Анюта, сжалься надо мною.
Не смею требовать любви:
Быть может, за грехи мои,
Мой ангел, я любви не стою!
Но притворись! Ведь этот взгляд
Всё может выразить так чудно!
Ах, обмануть меня не трудно!..
Я сам обманываться рад!
 
   Сколько поколений влюблённых заменяли пушкинскую Алину на все подходящие по размеру женские имена и невзначай подправляли «вы» на «ты»?! И сколько раз эти волшебные строки оказывали своё ни с чем не сравнимое действие?..
   Аня смотрела на него во все глаза и отказывалась понимать, что происходит. Но ей было удивительно приятно слушать эти вечные стихи с их неподдельной печалью и мягким юмором, с их робкой надеждой и отчаянной самоуверенностью. Потом она покосилась на Сашу. Тот сидел молча, опустив голову и глядя в сторону, как человек, ощущающий себя третьим лишним. И тогда к Ане вернулась способность к иронии и самоиронии.
   — С тобой всё в порядке? — заботливо спросила она у Вани.
   — Более чем, — ответил он с достоинством и, поднимаясь с колена, широко улыбнулся, страшно довольный собою.
   — Неплохо для начала, — сухо прокомментировал Саша. — Любимый Пушкин на все случаи жизни. Продолжай в том же духе.
   Аня странно посмотрела на них обоих и ничего больше не сказала. «Один „не смеет требовать любви“, другой — рекомендует продолжать в том же духе — оба с ума сошли! — думала она. — Чего им от меня надо, в конце концов?»
   Она представила себе, как задаёт этот вопрос вслух, как ребята на него отвечают, и ей сделалось смешно. Улыбка получилась доброй, открытой, искренней.
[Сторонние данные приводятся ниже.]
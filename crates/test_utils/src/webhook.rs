//! Stub Workflow Webhook
//!
//! A local HTTP server standing in for the external workflow system. It
//! answers every `POST /webhook` with a canned response and records what
//! it received, so proxy tests can assert on the relayed request.

use std::net::SocketAddr;
use std::sync::{Arc, Mutex};
use std::time::Duration;

use axum::{
    body::Bytes,
    extract::State,
    http::{header, HeaderMap, StatusCode},
    response::{IntoResponse, Response},
    routing::post,
    Router,
};
use tokio::net::TcpListener;
use tokio::task::JoinHandle;

/// A request captured by the stub
#[derive(Debug, Clone)]
pub struct ReceivedRequest {
    pub headers: HeaderMap,
    pub body: Bytes,
}

impl ReceivedRequest {
    /// Returns a header value as text
    pub fn header(&self, name: &str) -> Option<&str> {
        self.headers.get(name).and_then(|v| v.to_str().ok())
    }

    /// Parses the body as JSON
    pub fn json(&self) -> serde_json::Value {
        serde_json::from_slice(&self.body).unwrap_or(serde_json::Value::Null)
    }
}

#[derive(Clone)]
struct StubState {
    status: StatusCode,
    body: String,
    delay: Option<Duration>,
    received: Arc<Mutex<Vec<ReceivedRequest>>>,
}

/// A running stub webhook, shut down on drop
pub struct StubWebhook {
    addr: SocketAddr,
    received: Arc<Mutex<Vec<ReceivedRequest>>>,
    handle: JoinHandle<()>,
}

impl StubWebhook {
    /// Starts a stub answering with `status` and `body`
    pub async fn respond(status: StatusCode, body: impl Into<String>) -> Self {
        Self::start(status, body.into(), None).await
    }

    /// Starts a stub that waits `delay` before answering
    pub async fn respond_after(delay: Duration, status: StatusCode, body: impl Into<String>) -> Self {
        Self::start(status, body.into(), Some(delay)).await
    }

    async fn start(status: StatusCode, body: String, delay: Option<Duration>) -> Self {
        let received = Arc::new(Mutex::new(Vec::new()));
        let state = StubState {
            status,
            body,
            delay,
            received: received.clone(),
        };

        let app = Router::new()
            .route("/webhook", post(receive))
            .with_state(state);

        let listener = TcpListener::bind("127.0.0.1:0")
            .await
            .expect("Failed to bind stub webhook");
        let addr = listener.local_addr().expect("Stub webhook has no address");

        let handle = tokio::spawn(async move {
            if let Err(e) = axum::serve(listener, app).await {
                tracing::warn!(error = %e, "Stub webhook stopped");
            }
        });

        Self {
            addr,
            received,
            handle,
        }
    }

    /// URL to configure as the webhook target
    pub fn url(&self) -> String {
        format!("http://{}/webhook", self.addr)
    }

    /// Requests received so far
    pub fn received(&self) -> Vec<ReceivedRequest> {
        self.received.lock().expect("stub lock poisoned").clone()
    }
}

impl Drop for StubWebhook {
    fn drop(&mut self) {
        self.handle.abort();
    }
}

async fn receive(State(state): State<StubState>, headers: HeaderMap, body: Bytes) -> Response {
    state
        .received
        .lock()
        .expect("stub lock poisoned")
        .push(ReceivedRequest { headers, body });

    if let Some(delay) = state.delay {
        tokio::time::sleep(delay).await;
    }

    let content_type = if serde_json::from_str::<serde_json::Value>(&state.body).is_ok() {
        "application/json"
    } else {
        "text/plain"
    };

    (state.status, [(header::CONTENT_TYPE, content_type)], state.body).into_response()
}

/// Returns a URL on a local port nothing is listening on
pub async fn unreachable_url() -> String {
    let listener = TcpListener::bind("127.0.0.1:0")
        .await
        .expect("Failed to bind throwaway listener");
    let addr = listener.local_addr().expect("Throwaway listener has no address");
    drop(listener);

    format!("http://{}/webhook", addr)
}
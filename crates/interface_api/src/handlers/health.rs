//! Liveness and readiness checks for the recall proxy
//!
//! `/health` answers as long as the process serves requests. `/health/ready`
//! additionally needs a complete webhook target, since every submission
//! would fail with 500 without one. The target itself is never echoed.

use axum::{extract::State, http::StatusCode, Json};
use serde::Serialize;

use crate::AppState;

const VERSION: &str = env!("CARGO_PKG_VERSION");

/// Body of both health endpoints
#[derive(Debug, Serialize)]
pub struct HealthReport {
    pub status: &'static str,
    pub version: &'static str,
    /// Why the proxy is not ready; omitted when it is
    #[serde(skip_serializing_if = "Option::is_none")]
    pub reason: Option<String>,
}

impl HealthReport {
    fn status(status: &'static str) -> Self {
        Self {
            status,
            version: VERSION,
            reason: None,
        }
    }
}

pub async fn health_check() -> Json<HealthReport> {
    Json(HealthReport::status("healthy"))
}

/// 200 once the webhook URL and secret are both set, 503 otherwise
pub async fn readiness_check(State(state): State<AppState>) -> (StatusCode, Json<HealthReport>) {
    match state.config.webhook_target() {
        Ok(_) => (StatusCode::OK, Json(HealthReport::status("ready"))),
        Err(e) => (
            StatusCode::SERVICE_UNAVAILABLE,
            Json(HealthReport {
                reason: Some(e.to_string()),
                ..HealthReport::status("not_ready")
            }),
        ),
    }
}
И все трое почувствовали себя счастливыми, как никогда.
   Саша прекрасно знал, что Ваня неравнодушен к Анюте, он даже сам давал ему советы, как покорить сердце девушки. Но сегодня вдруг осознал со всей ясностью, что если Оболенскому это удастся, он, Александр Ветров отнюдь не порадуется. Да, ему тоже очень нравилась Аня, но кто бы мог подумать, что настолько? Нет, он совершенно не готов был уступать её своему лучшему другу!..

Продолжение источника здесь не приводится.